SUPPLIED DATA
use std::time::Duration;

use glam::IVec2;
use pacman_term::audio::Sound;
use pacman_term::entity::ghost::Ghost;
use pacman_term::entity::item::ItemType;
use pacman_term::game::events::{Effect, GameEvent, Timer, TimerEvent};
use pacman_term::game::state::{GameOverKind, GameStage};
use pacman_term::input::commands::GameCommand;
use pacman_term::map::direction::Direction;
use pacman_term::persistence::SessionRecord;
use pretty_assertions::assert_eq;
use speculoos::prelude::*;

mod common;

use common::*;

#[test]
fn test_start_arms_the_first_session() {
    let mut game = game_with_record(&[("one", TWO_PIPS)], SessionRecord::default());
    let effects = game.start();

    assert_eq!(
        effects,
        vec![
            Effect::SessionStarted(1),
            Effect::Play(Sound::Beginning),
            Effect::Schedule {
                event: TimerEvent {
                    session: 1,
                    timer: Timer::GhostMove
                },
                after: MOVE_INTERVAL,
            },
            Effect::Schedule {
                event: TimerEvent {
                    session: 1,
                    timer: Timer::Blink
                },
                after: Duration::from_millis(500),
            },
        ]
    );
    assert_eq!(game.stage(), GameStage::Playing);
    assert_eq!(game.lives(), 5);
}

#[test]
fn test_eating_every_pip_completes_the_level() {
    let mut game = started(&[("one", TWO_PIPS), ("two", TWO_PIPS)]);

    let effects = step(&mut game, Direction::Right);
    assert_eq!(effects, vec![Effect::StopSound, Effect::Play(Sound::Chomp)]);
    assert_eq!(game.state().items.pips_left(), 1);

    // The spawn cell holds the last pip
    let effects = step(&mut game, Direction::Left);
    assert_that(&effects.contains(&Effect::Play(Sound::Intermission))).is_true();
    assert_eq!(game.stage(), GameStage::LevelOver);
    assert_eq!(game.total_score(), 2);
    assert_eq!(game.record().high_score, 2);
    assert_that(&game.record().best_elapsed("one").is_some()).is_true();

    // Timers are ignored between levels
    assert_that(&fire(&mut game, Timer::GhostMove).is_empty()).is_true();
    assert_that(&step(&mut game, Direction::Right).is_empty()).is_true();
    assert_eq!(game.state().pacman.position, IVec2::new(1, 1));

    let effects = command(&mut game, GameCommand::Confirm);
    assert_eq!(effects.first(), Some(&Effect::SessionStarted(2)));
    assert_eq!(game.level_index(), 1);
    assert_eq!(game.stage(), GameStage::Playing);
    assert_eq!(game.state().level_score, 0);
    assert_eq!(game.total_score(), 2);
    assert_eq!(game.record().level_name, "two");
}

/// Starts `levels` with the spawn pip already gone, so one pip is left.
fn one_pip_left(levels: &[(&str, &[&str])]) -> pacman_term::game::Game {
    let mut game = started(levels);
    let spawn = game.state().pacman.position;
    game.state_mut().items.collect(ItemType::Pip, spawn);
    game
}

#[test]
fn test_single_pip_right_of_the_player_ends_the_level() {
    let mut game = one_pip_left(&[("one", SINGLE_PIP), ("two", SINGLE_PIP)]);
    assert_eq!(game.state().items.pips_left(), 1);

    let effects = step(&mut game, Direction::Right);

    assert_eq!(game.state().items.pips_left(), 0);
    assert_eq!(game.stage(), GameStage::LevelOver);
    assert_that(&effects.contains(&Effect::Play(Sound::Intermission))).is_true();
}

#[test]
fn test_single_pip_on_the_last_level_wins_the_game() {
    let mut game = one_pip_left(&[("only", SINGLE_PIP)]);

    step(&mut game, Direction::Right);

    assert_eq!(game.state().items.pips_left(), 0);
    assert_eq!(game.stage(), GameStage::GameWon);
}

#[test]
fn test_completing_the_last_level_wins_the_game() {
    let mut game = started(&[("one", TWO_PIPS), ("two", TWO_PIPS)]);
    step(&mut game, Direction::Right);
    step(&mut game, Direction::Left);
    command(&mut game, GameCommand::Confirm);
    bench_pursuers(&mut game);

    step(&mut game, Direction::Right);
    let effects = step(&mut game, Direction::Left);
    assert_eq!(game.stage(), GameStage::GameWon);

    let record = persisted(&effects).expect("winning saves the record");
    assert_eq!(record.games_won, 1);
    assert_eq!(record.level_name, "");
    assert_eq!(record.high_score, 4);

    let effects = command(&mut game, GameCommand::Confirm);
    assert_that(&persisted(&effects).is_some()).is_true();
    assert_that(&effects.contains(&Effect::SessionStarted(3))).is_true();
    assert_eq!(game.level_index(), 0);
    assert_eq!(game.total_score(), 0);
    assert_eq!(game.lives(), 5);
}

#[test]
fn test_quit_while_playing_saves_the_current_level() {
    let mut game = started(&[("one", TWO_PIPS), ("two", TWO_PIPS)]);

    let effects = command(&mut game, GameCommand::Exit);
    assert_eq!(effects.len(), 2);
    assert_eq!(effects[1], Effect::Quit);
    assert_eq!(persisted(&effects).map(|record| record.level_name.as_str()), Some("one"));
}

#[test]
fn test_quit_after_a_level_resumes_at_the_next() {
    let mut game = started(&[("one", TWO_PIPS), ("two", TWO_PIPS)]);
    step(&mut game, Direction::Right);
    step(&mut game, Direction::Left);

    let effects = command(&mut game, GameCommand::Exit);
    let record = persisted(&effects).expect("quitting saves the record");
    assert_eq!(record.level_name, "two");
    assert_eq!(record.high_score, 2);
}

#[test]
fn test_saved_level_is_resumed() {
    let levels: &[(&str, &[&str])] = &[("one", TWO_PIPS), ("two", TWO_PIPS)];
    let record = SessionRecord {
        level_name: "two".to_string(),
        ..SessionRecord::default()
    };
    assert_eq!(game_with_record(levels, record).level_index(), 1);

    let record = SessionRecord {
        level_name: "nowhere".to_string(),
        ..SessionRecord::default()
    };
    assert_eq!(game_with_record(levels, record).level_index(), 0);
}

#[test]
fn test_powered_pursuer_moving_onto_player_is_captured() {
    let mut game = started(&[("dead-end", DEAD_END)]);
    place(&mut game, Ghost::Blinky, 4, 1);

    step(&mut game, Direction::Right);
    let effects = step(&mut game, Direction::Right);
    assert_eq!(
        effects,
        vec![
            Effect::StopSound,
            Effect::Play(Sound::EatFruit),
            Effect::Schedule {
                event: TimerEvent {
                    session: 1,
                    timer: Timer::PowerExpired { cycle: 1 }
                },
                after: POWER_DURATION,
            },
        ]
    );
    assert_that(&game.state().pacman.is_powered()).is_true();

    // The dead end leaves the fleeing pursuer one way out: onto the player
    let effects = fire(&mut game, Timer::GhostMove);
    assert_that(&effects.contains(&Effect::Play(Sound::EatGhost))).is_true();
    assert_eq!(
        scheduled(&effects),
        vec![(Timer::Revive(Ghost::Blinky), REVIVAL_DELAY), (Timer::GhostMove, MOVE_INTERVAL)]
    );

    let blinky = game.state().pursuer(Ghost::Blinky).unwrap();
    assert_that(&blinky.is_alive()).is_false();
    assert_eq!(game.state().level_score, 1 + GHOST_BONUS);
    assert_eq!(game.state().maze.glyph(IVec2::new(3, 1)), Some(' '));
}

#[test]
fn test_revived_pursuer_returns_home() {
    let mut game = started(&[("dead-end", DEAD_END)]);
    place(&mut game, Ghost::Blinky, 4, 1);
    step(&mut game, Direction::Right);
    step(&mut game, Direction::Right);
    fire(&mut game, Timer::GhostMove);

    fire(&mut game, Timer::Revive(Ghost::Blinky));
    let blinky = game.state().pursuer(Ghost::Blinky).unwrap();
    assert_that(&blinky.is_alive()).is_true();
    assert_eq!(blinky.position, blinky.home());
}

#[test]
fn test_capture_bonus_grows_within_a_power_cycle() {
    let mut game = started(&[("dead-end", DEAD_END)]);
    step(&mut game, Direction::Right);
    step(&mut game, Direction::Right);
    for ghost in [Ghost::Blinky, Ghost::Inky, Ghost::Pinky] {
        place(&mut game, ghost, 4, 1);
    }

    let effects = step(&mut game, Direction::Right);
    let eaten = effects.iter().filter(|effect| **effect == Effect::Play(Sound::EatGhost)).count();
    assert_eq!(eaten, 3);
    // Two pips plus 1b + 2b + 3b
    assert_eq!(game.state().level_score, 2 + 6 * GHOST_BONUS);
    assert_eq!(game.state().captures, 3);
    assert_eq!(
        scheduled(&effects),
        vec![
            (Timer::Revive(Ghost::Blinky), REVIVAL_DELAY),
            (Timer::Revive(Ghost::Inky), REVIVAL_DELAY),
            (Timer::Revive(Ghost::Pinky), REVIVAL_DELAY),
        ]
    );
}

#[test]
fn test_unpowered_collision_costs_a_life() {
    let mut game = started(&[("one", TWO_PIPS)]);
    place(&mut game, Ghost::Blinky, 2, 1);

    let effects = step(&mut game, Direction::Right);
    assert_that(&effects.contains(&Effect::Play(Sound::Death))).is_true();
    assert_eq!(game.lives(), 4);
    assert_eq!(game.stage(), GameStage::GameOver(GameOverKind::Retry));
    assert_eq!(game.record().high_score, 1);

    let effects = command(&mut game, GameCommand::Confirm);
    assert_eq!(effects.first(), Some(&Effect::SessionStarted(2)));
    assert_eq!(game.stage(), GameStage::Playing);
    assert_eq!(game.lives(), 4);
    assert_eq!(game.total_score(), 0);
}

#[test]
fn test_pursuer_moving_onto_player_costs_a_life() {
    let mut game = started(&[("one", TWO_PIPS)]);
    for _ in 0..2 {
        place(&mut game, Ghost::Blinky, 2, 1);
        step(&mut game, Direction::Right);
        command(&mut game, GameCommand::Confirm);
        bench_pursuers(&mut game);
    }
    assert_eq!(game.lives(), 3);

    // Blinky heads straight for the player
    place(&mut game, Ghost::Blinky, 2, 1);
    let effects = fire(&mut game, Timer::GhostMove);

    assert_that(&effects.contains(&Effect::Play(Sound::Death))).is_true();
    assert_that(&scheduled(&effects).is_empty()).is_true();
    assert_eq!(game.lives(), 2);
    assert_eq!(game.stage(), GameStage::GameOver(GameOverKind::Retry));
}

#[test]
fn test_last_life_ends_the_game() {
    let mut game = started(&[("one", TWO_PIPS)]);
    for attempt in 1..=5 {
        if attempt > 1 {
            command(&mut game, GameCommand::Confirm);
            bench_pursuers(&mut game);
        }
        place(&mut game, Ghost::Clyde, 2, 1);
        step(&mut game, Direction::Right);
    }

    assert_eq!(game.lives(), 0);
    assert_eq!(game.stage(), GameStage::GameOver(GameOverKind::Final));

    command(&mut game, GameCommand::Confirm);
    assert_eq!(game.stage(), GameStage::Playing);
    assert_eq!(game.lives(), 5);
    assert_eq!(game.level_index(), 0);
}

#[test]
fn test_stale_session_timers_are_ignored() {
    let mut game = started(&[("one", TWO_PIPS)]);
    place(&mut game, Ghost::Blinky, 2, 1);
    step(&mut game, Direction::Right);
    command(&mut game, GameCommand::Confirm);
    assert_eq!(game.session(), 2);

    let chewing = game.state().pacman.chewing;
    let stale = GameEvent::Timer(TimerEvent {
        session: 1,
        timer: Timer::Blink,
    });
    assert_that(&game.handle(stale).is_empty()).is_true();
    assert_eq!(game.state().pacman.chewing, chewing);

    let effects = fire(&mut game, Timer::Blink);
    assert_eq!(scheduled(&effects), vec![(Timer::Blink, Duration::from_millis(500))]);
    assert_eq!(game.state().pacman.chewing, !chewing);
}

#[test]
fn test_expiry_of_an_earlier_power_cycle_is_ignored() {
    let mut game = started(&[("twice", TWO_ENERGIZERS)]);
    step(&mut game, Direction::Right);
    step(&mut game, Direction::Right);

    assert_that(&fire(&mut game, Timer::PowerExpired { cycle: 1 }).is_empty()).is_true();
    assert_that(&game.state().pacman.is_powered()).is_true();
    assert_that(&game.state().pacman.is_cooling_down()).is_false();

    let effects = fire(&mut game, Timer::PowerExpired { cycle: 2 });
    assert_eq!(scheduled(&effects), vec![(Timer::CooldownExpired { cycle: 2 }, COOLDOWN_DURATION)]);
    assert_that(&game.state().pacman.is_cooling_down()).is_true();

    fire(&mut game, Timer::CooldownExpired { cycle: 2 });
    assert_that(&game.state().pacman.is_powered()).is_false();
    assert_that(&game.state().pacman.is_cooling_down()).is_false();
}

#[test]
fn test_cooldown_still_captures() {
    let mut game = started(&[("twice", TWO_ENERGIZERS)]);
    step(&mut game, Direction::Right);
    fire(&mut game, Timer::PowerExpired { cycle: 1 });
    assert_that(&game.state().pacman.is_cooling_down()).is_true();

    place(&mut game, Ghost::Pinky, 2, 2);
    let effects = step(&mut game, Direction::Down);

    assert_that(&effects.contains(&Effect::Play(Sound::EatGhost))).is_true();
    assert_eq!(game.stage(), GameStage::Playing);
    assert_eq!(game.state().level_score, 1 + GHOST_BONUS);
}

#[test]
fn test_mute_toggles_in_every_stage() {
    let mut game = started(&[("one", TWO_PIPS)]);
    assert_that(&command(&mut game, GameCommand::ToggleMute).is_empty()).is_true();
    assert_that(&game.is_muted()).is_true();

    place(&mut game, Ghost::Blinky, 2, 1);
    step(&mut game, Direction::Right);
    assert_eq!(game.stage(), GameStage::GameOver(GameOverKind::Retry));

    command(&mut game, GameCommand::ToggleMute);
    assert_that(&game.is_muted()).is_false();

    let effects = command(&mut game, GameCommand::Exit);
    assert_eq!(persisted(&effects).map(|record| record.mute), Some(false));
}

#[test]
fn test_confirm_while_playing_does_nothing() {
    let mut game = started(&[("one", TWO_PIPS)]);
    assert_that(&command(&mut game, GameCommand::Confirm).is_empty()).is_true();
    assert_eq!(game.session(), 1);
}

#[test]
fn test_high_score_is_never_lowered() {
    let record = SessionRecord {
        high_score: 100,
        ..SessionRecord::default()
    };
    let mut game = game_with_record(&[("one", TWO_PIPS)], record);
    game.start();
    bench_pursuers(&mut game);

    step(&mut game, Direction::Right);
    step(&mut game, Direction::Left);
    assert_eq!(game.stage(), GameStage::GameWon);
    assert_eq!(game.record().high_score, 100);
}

--

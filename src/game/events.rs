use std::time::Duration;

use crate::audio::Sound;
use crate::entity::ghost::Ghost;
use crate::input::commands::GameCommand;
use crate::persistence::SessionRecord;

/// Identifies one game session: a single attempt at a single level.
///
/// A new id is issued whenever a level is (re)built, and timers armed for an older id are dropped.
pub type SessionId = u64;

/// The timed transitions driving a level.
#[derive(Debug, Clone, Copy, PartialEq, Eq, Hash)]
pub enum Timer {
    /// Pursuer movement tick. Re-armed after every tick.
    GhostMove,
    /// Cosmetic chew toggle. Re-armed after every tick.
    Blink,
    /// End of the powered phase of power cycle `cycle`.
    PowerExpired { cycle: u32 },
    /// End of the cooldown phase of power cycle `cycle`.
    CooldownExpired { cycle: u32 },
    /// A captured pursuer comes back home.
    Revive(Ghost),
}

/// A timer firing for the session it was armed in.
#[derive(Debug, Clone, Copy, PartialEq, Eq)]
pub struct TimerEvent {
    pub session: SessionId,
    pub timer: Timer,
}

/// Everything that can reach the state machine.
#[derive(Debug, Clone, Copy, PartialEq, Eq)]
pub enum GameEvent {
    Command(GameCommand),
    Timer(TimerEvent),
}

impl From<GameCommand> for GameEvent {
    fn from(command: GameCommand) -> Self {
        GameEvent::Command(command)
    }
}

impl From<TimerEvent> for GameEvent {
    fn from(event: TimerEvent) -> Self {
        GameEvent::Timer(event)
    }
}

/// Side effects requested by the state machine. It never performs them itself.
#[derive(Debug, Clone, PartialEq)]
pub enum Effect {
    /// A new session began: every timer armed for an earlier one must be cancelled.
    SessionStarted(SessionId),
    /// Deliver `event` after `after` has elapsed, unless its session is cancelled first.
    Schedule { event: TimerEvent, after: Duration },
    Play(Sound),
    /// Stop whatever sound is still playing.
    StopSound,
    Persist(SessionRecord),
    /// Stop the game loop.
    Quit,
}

PROBLEM
Extract from the listing above the lines between the line containing "a single level." and the line containing "pub enum Timer", keeping both of those lines. Output nothing else.

ANSWER
/// Identifies one game session: a single attempt at a single level.
///
/// A new id is issued whenever a level is (re)built, and timers armed for an older id are dropped.
pub type SessionId = u64;

/// The timed transitions driving a level.
#[derive(Debug, Clone, Copy, PartialEq, Eq, Hash)]
pub enum Timer {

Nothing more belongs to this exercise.